My home is built on a hard sandstone ridge. It is a 1930s Bungalow - small and boxy. It has a full basement, which is unusual for this part of the country. They blasted out the rock and built it into the side of the hill. Faces West. The basement walls are covered with concrete masonry of some type, over the original sandstone rock. The beams are massive, like old barn beams and solid. There are old windows down there on the south walls, but were long ago boarded up by previous owners. (I would one day like to restore those andlet some natural light in down there). There has been no drainage problems. There is a concrete drain channel built all along the floor against the outer walls and a good drain. The walls are never wet. A little drainage on days of heavy rain, but nothing much at all. the hill carries off most of the run-off. (the reason I wanted a house on the hill in this region). So, no problem with that.
The problem:
All the rooms only on the southfacing exterior walls have cracks along the joints between room and has now begun to widden at a frightening rate, and has spread up along the wall and along the ceiling joints now. The cracks range in size, but they are widdening. It is a bit alarming!
I understand the stress problem with plaster and lath walls in old homes like mine and the problem with the humdity differences between the upstairs and the basement. I have central heat and air, but the original chimneys are in place where there was once coal burning furnaces.
There have been repairs made to ceiling cracks by previous owner or occupants- bad attempts, but these need new repaired as well.
So, what do you guys think?
Is it my foundation, the old plaster problem or the humidity factor, or possibly all three? (tell me it ain't so!)
What can I do to fix this. I worry that the whole southside of my house will collapse down at any given moment.
Help!


Last edited by grannieannie; 01-26-05 at 02:10 PM.
 
Sponsored Links
IHI's Avatar
Member

Join Date: Feb 2003
Posts: 502

01-26-05, 09:24 PM   #2  
Get out and run fer yer lives!! LOL, okay maybe not just yet If this was a normal house built on a slab or over a basement I would'nt thinik twice about calling it settleing. Given the fact your on a rock hill, this brings in a whole set of what if's that we could never answer without seeing it. I'm afraid at worst possible shifting of the hill-even minor-that may be reflected by what your seeing.

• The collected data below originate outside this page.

// src/handlers/tasks.rs
use log::info;
use warp::reply::Json;
use warp::Rejection;

use crate::handlers::error::ApiError;
use crate::state::AppState;

pub async fn get_task_status(task_id: String, state: AppState) -> Result<Json, Rejection> {
    if task_id.trim().is_empty() {
        return Err(warp::reject::custom(ApiError::bad_request("task_id must not be empty")));
    }
    let status = state.tasks.status(&task_id).await;
    info!("Task {} status: {}", task_id, status.status);
    Ok(warp::reply::json(&status))
}
// src/config.rs
use log::warn;
use std::env;
use std::str::FromStr;
use std::time::Duration;

pub const DEFAULT_HOTKEY: &str = "5FFApaS75bv5pJHfAp2FVLBj9ZaXuFDjEypsaBNc1wCfe52v";
pub const DATURA_SEARCH_URL: &str = "https://api.datura.ai/twitter/search";
pub const CHUTES_SCORING_URL: &str = "https://api.chutes.ai/api/chute/20acffc0-0c5f-58e3-97af-21fc0b261ec4";

#[derive(Debug, Clone)]
pub struct Settings {
    pub port: u16,
    pub database_url: Option<String>,
    pub cache_ttl: Duration,
    pub task_status_ttl: Duration,
    pub cache_max_entries: u64,
    pub datura_api_url: String,
    pub datura_api_key: String,
    pub chutes_api_url: String,
    pub chutes_api_key: String,
    pub chain_endpoint: String,
    pub wallet_coldkey: String,
    pub default_netuid: i32,
    pub default_hotkey: String,
    pub chain_timeout: Duration,
    pub chain_reconnect_interval: Duration,
    pub worker_concurrency: usize,
}

impl Default for Settings {
    fn default() -> Self {
        Settings {
            port: 3030,
            database_url: None,
            cache_ttl: Duration::from_secs(120),
            task_status_ttl: Duration::from_secs(3600),
            cache_max_entries: 10_000,
            datura_api_url: DATURA_SEARCH_URL.to_string(),
            datura_api_key: String::new(),
            chutes_api_url: CHUTES_SCORING_URL.to_string(),
            chutes_api_key: String::new(),
            chain_endpoint: "http://127.0.0.1:9933".to_string(),
            wallet_coldkey: DEFAULT_HOTKEY.to_string(),
            default_netuid: 18,
            default_hotkey: DEFAULT_HOTKEY.to_string(),
            chain_timeout: Duration::from_secs(30),
            chain_reconnect_interval: Duration::from_secs(60),
            worker_concurrency: 4,
        }
    }
}

impl Settings {
    /// Reads settings from the process environment. Call `dotenv().ok()`
    /// first to pick up a local `.env`.
    pub fn from_env() -> Self {
        let defaults = Settings::default();
        Settings {
            port: parsed("PORT", defaults.port),
            database_url: env::var("DATABASE_URL").ok().filter(|url| !url.trim().is_empty()),
            cache_ttl: Duration::from_secs(parsed("CACHE_TTL", defaults.cache_ttl.as_secs())),
            task_status_ttl: Duration::from_secs(parsed("TASK_STATUS_TTL", defaults.task_status_ttl.as_secs())),
            cache_max_entries: parsed("CACHE_MAX_ENTRIES", defaults.cache_max_entries),
            datura_api_url: text("DATURA_API_URL", defaults.datura_api_url),
            datura_api_key: text("DATURA_API_KEY", defaults.datura_api_key),
            chutes_api_url: text("CHUTES_API_URL", defaults.chutes_api_url),
            chutes_api_key: text("CHUTES_API_KEY", defaults.chutes_api_key),
            chain_endpoint: text("CHAIN_ENDPOINT", defaults.chain_endpoint),
            wallet_coldkey: text("WALLET_COLDKEY", defaults.wallet_coldkey),
            default_netuid: parsed("DEFAULT_NETUID", defaults.default_netuid),
            default_hotkey: text("DEFAULT_HOTKEY", defaults.default_hotkey),
            chain_timeout: Duration::from_secs(parsed("CHAIN_TIMEOUT_SECS", defaults.chain_timeout.as_secs())),
            chain_reconnect_interval: Duration::from_secs(
                parsed("CHAIN_RECONNECT_SECS", defaults.chain_reconnect_interval.as_secs()).max(1),
            ),
            worker_concurrency: parsed("WORKER_CONCURRENCY", defaults.worker_concurrency).max(1),
        }
    }
}

fn text(key: &str, default: String) -> String {
    env::var(key).unwrap_or(default)
}

fn parsed<T: FromStr + std::fmt::Display>(key: &str, default: T) -> T {
    match env::var(key) {
        Ok(raw) => raw.trim().parse().unwrap_or_else(|_| {
            warn!("${} is not valid ({:?}), defaulting to {}", key, raw, default);
            default
        }),
        Err(_) => default,
    }
}
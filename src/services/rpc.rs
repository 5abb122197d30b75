// src/services/rpc.rs
use async_trait::async_trait;
use log::{debug, info};
use reqwest::{Client, StatusCode};
use serde::Deserialize;
use serde_json::{json, Value};
use std::sync::atomic::{AtomicU64, Ordering};
use std::sync::Arc;
use std::time::Duration;

use crate::services::chain::{ChainBackend, ChainConnector, ChainError, NeuronInfo, Submission};

/// Ledger access over JSON-RPC 2.0 on HTTP. The node holds the signing
/// keys; this side only names the wallet.
pub struct JsonRpcChain {
    client: Client,
    endpoint: String,
    next_id: AtomicU64,
}

#[derive(Debug, Deserialize)]
struct RpcResponse {
    #[serde(default)]
    result: Option<Value>,
    #[serde(default)]
    error: Option<RpcFault>,
}

#[derive(Debug, Deserialize)]
struct RpcFault {
    #[serde(default)]
    code: i64,
    #[serde(default)]
    message: String,
}

impl JsonRpcChain {
    pub fn new(endpoint: &str, request_timeout: Duration) -> Result<Self, ChainError> {
        let client = Client::builder()
            .timeout(request_timeout)
            .build()
            .map_err(|e| ChainError::Unavailable(format!("failed to build HTTP client: {}", e)))?;
        Ok(JsonRpcChain {
            client,
            endpoint: endpoint.to_string(),
            next_id: AtomicU64::new(1),
        })
    }

    async fn call(&self, method: &str, params: Value) -> Result<Value, ChainError> {
        let id = self.next_id.fetch_add(1, Ordering::Relaxed);
        debug!("RPC {} #{} {}", method, id, params);

        let response = self
            .client
            .post(&self.endpoint)
            .json(&json!({
                "jsonrpc": "2.0",
                "id": id,
                "method": method,
                "params": params,
            }))
            .send()
            .await
            .map_err(|e| ChainError::Transient(format!("{}: {}", method, e)))?;

        let status = response.status();
        if let Some(e) = classify_status(method, status) {
            return Err(e);
        }

        let body: RpcResponse = response
            .json()
            .await
            .map_err(|e| ChainError::Transient(format!("{}: malformed response: {}", method, e)))?;

        if let Some(fault) = body.error {
            return Err(ChainError::Rejected(format!("{} ({}): {}", method, fault.code, fault.message)));
        }
        Ok(body.result.unwrap_or(Value::Null))
    }
}

fn classify_status(method: &str, status: StatusCode) -> Option<ChainError> {
    if status.is_success() {
        None
    } else if status.is_server_error() || status == StatusCode::TOO_MANY_REQUESTS {
        Some(ChainError::Transient(format!("{}: node returned {}", method, status)))
    } else {
        Some(ChainError::Rejected(format!("{}: node returned {}", method, status)))
    }
}

/// Reads an amount sent either as a JSON number or as a decimal string.
fn amount(value: &Value) -> Option<f64> {
    match value {
        Value::Number(n) => n.as_f64(),
        Value::String(s) => s.trim().parse().ok(),
        _ => None,
    }
}

fn require_amount(method: &str, value: &Value) -> Result<f64, ChainError> {
    amount(value).ok_or_else(|| ChainError::Rejected(format!("{}: expected an amount, got {}", method, value)))
}

fn neuron_from(value: &Value) -> Result<Option<NeuronInfo>, ChainError> {
    match value {
        Value::Null => Ok(None),
        Value::Object(fields) => {
            let stake = fields.get("stake").and_then(amount).unwrap_or(0.0);
            Ok(Some(NeuronInfo { stake }))
        }
        other => Err(ChainError::Rejected(format!("unexpected neuron payload: {}", other))),
    }
}

fn submission_from(value: &Value) -> Submission {
    match value {
        Value::String(hash) => Submission {
            success: true,
            tx_ref: Some(hash.clone()),
            message: None,
        },
        Value::Object(fields) => Submission {
            success: fields.get("success").and_then(Value::as_bool).unwrap_or(false),
            tx_ref: fields
                .get("tx_hash")
                .or_else(|| fields.get("extrinsic_hash"))
                .and_then(Value::as_str)
                .map(str::to_string),
            message: fields.get("message").and_then(Value::as_str).map(str::to_string),
        },
        Value::Bool(success) => Submission {
            success: *success,
            tx_ref: None,
            message: None,
        },
        other => Submission {
            success: false,
            tx_ref: None,
            message: Some(format!("unexpected submission payload: {}", other)),
        },
    }
}

#[async_trait]
impl ChainBackend for JsonRpcChain {
    async fn get_block_hash(&self) -> Result<String, ChainError> {
        match self.call("chain_getBlockHash", json!([])).await? {
            Value::String(hash) => Ok(hash),
            other => Err(ChainError::Rejected(format!("unexpected block hash: {}", other))),
        }
    }

    async fn get_neuron(&self, hotkey: &str, netuid: i32, block_hash: Option<&str>) -> Result<Option<NeuronInfo>, ChainError> {
        let result = self
            .call("subtensor_getNeuron", json!([netuid, hotkey, block_hash]))
            .await?;
        neuron_from(&result)
    }

    async fn get_dividends(&self, netuid: i32, hotkey: &str, block_hash: &str) -> Result<f64, ChainError> {
        let result = self
            .call("subtensor_getDividends", json!([netuid, hotkey, block_hash]))
            .await?;
        if result.is_null() {
            return Ok(0.0);
        }
        require_amount("subtensor_getDividends", &result)
    }

    async fn get_balance(&self, address: &str, block_hash: Option<&str>) -> Result<f64, ChainError> {
        let result = self
            .call("subtensor_getBalance", json!([address, block_hash]))
            .await?;
        if result.is_null() {
            return Ok(0.0);
        }
        require_amount("subtensor_getBalance", &result)
    }

    async fn submit_stake(&self, wallet: &str, hotkey: &str, netuid: i32, amount: f64) -> Result<Submission, ChainError> {
        let result = self
            .call("subtensor_addStake", json!([wallet, hotkey, netuid, amount]))
            .await?;
        Ok(submission_from(&result))
    }

    async fn submit_unstake(&self, wallet: &str, hotkey: &str, netuid: i32, amount: f64) -> Result<Submission, ChainError> {
        let result = self
            .call("subtensor_removeStake", json!([wallet, hotkey, netuid, amount]))
            .await?;
        Ok(submission_from(&result))
    }
}

/// Opens a `JsonRpcChain` and proves the node answers before handing it out.
pub struct JsonRpcConnector {
    endpoint: String,
    request_timeout: Duration,
}

impl JsonRpcConnector {
    pub fn new(endpoint: &str, request_timeout: Duration) -> Self {
        JsonRpcConnector {
            endpoint: endpoint.to_string(),
            request_timeout,
        }
    }
}

#[async_trait]
impl ChainConnector for JsonRpcConnector {
    async fn connect(&self) -> Result<Arc<dyn ChainBackend>, ChainError> {
        info!("Opening chain session at {}", self.endpoint);
        let chain = JsonRpcChain::new(&self.endpoint, self.request_timeout)?;
        let head = chain
            .get_block_hash()
            .await
            .map_err(|e| ChainError::Unavailable(format!("{} did not answer: {}", self.endpoint, e)))?;
        info!("Chain head at {}", head);
        Ok(Arc::new(chain))
    }
}

#[cfg(test)]
mod tests {
    use super::*;

    #[test]
    fn test_amounts_accept_numbers_and_strings() {
        assert_eq!(amount(&json!(1.25)), Some(1.25));
        assert_eq!(amount(&json!("  42.5 ")), Some(42.5));
        assert_eq!(amount(&json!(7)), Some(7.0));
        assert_eq!(amount(&json!("lots")), None);
        assert_eq!(amount(&json!([1])), None);
    }

    #[test]
    fn test_neuron_payloads() {
        assert_eq!(neuron_from(&Value::Null).unwrap(), None);
        assert_eq!(
            neuron_from(&json!({"stake": "12.5", "uid": 4})).unwrap(),
            Some(NeuronInfo { stake: 12.5 })
        );
        assert_eq!(neuron_from(&json!({"uid": 4})).unwrap(), Some(NeuronInfo { stake: 0.0 }));
        assert!(neuron_from(&json!("neuron")).is_err());
    }

    #[test]
    fn test_submission_payloads() {
        let by_hash = submission_from(&json!("0xabc"));
        assert!(by_hash.success);
        assert_eq!(by_hash.tx_ref.as_deref(), Some("0xabc"));

        let refused = submission_from(&json!({"success": false, "message": "NotEnoughBalanceToStake"}));
        assert!(!refused.success);
        assert_eq!(refused.message.as_deref(), Some("NotEnoughBalanceToStake"));

        assert!(!submission_from(&json!(3)).success);
    }

    #[test]
    fn test_http_status_classification() {
        assert!(classify_status("m", StatusCode::OK).is_none());
        assert!(classify_status("m", StatusCode::BAD_GATEWAY).unwrap().is_transient());
        assert!(classify_status("m", StatusCode::TOO_MANY_REQUESTS).unwrap().is_transient());
        assert!(matches!(classify_status("m", StatusCode::UNAUTHORIZED), Some(ChainError::Rejected(_))));
    }

    #[tokio::test]
    async fn test_connect_to_dead_endpoint_is_unavailable() {
        let connector = JsonRpcConnector::new("http://127.0.0.1:1", Duration::from_secs(2));
        match connector.connect().await {
            Err(ChainError::Unavailable(msg)) => assert!(msg.contains("127.0.0.1:1")),
            Err(other) => panic!("unexpected error: {}", other),
            Ok(_) => panic!("connected to a closed port"),
        }
    }
}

I would personally recommend you at least get a contractor/engineer over there to take a look at your situation just for safety sake. They may conclude the structure is fine, hill is fine and not shifting, but I would feel alot better KNOWING that than assuming so and having something catastrophic happen later.

 
grannieannie's Avatar
Visiting Guest

Posts: n/a

01-27-05, 01:39 PM   #3  
grannieannie
Thanks for your advice!

I guess I kinda knew that it was probably the ground shifting - a foundation problem, since it was only on the south side of the house. That is a very common problem here in Oklahoma, and the very reason why there are / were very few homes built with basements.
This house is so solid though. So far, knock on wood, it has withstood the big bad winds. I love how the plaster walls help make it solid, but hate trying to hang things on them. I have not done any further home improvements since this started. There is no use until that is fixed.
The house itself seems solid. Looks as if the floor joists (beams) are doing their part.
What kind of company should I look for to call? There is a company here called, "Permajack" that supposedly specializes in just such things for this part of the country. Probably have to sell the 'family cow' to get that work done. Bummer!
It's kinda scary doing my laundry down there, I tell you. The laundry is right under the bathtub/shower in the room upstairs, and both are on that south side where the walls seems to be separating. I did take notice that the old windows down there are leaning outward a bit out on top. I put a wooden fence post up under the floor support there. Probably no good, but makes me feel a little safer. Zooks!
Thanks for your input. I guess I will call one of the companies and have them come out and give me an appraisal of the situation.
No Ferrari this year! Darn!

 
IHI's Avatar
Member

Join Date: Feb 2003
Posts: 502

01-27-05, 02:37 PM   #4  
If nothing else call you city hall's building department. They work with companies that pull permits and know who does what, and if the city knows them/recommends them, it usually means they're reputible since that company is pulling permits-means they have to have their worked checked and okay.

Hopefully it will be a very minor issue, at least that way you could buy a used Ferrari, just not the '05 model.